----- SUPPLIED DATA -----
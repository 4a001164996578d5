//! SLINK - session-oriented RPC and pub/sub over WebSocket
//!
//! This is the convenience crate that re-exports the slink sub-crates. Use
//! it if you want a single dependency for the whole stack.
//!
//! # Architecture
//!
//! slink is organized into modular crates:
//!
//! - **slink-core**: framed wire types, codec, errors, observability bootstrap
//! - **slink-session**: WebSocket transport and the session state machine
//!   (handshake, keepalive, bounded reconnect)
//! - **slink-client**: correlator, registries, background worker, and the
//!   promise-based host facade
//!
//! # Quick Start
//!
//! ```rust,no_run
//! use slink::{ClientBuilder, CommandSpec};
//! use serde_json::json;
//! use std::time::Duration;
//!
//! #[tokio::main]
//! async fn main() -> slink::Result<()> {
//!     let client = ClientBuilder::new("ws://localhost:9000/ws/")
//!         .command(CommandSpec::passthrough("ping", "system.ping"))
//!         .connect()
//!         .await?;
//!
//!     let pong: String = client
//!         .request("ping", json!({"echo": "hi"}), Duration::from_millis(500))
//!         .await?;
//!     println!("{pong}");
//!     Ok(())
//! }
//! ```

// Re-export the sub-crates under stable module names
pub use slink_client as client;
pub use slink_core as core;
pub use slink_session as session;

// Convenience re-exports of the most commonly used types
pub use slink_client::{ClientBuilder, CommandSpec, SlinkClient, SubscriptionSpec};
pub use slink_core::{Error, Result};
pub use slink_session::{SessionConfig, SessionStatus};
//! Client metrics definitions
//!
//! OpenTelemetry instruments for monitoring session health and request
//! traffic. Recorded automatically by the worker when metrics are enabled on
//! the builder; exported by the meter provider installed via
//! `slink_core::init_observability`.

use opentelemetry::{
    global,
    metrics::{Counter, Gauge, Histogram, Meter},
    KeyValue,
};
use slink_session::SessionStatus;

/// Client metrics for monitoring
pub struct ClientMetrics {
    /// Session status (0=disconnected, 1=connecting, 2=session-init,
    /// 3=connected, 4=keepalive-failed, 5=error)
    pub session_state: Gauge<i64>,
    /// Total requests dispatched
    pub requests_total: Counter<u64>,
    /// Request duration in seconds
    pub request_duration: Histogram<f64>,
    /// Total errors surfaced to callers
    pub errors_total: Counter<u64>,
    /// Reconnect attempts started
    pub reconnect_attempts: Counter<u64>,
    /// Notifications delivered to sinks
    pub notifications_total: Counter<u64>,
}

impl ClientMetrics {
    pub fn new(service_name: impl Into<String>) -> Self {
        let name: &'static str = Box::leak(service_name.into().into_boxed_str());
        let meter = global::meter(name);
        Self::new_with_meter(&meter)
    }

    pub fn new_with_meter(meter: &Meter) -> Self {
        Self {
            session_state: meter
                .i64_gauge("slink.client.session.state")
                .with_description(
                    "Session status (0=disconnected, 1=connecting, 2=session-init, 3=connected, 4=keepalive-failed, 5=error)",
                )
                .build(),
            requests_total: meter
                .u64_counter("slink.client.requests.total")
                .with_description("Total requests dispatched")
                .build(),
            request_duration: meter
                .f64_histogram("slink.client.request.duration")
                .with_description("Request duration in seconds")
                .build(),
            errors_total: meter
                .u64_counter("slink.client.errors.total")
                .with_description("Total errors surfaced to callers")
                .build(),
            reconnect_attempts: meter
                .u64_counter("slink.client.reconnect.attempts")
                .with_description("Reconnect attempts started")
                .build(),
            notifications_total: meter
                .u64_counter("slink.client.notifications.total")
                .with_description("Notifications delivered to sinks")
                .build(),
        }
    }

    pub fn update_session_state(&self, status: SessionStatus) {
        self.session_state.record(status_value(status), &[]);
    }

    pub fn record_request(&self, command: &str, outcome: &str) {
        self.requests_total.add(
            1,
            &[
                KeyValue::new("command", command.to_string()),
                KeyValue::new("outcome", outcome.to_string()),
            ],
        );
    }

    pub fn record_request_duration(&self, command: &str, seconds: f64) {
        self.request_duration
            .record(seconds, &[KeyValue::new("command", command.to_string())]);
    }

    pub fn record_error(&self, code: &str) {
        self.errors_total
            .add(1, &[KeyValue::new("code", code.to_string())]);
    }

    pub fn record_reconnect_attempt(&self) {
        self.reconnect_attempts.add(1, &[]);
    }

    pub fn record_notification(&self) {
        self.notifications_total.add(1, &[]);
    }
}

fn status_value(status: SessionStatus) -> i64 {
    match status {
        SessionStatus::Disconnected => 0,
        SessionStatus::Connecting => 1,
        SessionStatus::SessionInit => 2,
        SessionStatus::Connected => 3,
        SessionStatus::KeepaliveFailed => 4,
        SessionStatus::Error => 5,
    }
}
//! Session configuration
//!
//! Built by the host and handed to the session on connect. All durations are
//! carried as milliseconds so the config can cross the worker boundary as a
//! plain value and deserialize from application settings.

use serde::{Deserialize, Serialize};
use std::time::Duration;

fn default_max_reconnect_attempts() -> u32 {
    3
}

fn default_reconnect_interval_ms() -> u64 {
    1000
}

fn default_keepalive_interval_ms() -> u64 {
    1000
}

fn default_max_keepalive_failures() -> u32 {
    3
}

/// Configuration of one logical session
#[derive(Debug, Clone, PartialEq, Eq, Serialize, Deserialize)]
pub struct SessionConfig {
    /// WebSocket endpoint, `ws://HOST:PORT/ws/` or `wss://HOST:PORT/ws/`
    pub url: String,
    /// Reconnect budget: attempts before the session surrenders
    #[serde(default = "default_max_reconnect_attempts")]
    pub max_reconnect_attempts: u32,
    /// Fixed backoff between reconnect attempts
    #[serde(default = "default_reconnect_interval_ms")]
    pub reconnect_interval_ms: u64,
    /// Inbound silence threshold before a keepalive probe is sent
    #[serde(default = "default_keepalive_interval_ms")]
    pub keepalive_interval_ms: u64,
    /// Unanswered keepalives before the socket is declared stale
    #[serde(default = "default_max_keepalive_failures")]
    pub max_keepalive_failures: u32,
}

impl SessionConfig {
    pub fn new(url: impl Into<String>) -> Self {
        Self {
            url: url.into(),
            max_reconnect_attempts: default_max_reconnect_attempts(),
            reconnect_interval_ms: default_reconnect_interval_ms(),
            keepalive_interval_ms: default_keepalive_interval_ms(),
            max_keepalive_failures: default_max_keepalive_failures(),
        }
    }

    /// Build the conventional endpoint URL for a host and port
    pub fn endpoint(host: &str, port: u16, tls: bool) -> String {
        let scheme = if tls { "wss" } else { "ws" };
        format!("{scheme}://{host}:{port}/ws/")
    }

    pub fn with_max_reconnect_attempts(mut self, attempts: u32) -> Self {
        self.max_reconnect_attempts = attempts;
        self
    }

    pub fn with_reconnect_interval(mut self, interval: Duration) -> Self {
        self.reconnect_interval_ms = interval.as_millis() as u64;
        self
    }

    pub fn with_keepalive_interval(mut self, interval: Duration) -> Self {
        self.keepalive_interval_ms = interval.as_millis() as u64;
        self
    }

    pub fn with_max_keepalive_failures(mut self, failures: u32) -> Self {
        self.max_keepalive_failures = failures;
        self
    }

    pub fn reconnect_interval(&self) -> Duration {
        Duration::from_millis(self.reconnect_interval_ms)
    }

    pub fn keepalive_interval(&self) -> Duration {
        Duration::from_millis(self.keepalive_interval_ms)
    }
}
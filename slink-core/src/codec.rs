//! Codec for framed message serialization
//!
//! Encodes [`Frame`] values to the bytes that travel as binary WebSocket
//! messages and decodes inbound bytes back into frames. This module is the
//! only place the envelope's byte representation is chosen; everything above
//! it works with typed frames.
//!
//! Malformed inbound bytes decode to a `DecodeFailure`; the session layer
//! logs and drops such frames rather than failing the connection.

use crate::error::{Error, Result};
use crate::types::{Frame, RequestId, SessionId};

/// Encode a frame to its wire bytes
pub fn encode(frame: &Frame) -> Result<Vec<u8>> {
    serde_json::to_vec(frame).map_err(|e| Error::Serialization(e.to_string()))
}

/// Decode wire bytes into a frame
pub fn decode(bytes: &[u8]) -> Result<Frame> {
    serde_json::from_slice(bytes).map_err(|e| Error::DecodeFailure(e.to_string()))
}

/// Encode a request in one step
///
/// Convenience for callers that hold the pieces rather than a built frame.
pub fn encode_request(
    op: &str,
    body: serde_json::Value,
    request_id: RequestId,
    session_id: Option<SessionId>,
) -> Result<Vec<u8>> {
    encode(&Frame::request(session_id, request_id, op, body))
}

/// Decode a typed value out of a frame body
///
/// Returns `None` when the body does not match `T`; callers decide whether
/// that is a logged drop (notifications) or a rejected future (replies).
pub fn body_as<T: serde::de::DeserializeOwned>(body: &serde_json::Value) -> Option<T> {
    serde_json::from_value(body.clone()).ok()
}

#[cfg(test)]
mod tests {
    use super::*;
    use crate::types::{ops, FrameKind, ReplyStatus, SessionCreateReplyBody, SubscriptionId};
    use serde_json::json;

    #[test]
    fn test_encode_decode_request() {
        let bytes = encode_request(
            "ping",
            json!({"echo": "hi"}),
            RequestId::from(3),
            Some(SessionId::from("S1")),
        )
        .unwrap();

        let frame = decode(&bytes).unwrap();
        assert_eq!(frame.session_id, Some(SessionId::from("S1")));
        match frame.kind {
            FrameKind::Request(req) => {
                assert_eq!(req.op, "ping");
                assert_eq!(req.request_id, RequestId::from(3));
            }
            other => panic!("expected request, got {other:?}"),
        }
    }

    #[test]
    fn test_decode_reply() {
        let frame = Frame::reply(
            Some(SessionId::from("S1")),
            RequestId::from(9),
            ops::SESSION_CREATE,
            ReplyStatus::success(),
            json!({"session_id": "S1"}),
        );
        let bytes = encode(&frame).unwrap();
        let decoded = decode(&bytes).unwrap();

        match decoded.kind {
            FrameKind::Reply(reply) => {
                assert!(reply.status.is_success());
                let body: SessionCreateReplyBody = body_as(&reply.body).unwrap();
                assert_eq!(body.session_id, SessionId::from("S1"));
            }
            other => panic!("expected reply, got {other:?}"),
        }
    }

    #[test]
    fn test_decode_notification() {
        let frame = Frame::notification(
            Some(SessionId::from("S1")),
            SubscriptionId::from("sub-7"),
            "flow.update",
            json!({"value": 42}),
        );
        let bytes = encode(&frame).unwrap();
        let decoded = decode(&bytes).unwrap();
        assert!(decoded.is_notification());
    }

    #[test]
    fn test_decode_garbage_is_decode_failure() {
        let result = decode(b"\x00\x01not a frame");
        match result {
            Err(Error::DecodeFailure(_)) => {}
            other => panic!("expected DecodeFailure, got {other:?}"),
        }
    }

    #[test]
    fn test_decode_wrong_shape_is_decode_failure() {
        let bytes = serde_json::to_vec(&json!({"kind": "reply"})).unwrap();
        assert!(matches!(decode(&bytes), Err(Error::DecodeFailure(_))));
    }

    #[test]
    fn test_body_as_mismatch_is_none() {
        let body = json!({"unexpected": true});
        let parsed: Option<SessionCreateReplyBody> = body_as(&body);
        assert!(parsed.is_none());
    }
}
-----
* _PROBLEM DESCRIPTION_
What is needed is a word-for-word copy of the records above, from the first line through the line that contains "keepalive, bounded reconnect)".

* _EXERCISE ANSWER_
repository 4a001164996578d5
//! SLINK - session-oriented RPC and pub/sub over WebSocket
//!
//! This is the convenience crate that re-exports the slink sub-crates. Use
//! it if you want a single dependency for the whole stack.
//!
//! # Architecture
//!
//! slink is organized into modular crates:
//!
//! - **slink-core**: framed wire types, codec, errors, observability bootstrap
//! - **slink-session**: WebSocket transport and the session state machine
//!   (handshake, keepalive, bounded reconnect)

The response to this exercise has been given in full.